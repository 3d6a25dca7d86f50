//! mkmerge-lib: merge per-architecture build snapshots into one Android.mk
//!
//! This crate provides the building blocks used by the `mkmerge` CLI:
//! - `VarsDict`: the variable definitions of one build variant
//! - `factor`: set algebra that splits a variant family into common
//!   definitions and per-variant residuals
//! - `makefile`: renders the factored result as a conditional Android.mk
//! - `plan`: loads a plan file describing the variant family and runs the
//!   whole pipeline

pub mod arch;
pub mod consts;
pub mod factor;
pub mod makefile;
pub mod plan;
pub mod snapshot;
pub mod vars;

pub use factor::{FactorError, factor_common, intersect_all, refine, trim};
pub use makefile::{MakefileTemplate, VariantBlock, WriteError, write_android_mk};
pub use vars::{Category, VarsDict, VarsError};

== == ==

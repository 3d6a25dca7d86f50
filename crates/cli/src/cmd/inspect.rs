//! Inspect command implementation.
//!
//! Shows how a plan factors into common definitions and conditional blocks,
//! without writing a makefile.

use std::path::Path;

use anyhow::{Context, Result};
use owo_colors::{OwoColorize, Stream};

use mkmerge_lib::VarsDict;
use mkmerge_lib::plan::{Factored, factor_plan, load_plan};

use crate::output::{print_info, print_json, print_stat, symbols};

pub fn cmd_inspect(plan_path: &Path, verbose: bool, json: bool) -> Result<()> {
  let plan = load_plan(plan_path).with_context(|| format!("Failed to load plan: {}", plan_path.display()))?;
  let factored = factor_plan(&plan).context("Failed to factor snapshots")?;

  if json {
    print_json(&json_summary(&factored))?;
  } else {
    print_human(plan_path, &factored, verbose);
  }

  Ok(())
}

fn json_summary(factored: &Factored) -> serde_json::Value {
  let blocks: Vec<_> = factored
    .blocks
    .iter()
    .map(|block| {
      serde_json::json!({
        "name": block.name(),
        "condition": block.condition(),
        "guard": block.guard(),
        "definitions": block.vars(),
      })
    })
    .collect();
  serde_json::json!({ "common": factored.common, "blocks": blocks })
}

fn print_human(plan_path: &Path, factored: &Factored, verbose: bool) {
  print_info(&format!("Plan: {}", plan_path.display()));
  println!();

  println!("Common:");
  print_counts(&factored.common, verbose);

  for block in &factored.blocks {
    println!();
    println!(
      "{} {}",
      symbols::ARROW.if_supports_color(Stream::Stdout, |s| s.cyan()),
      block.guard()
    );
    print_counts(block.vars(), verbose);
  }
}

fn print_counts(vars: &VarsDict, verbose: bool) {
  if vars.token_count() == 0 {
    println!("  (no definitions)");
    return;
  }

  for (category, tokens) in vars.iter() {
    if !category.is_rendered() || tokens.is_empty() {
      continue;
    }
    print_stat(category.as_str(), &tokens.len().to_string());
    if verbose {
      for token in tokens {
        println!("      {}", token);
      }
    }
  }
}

== == ==

Directions for this task:
Report each line in the data above that holds the word "Failed" by copying it.

Exercise answer:
  let plan = load_plan(plan_path).with_context(|| format!("Failed to load plan: {}", plan_path.display()))?;
  let factored = factor_plan(&plan).context("Failed to factor snapshots")?;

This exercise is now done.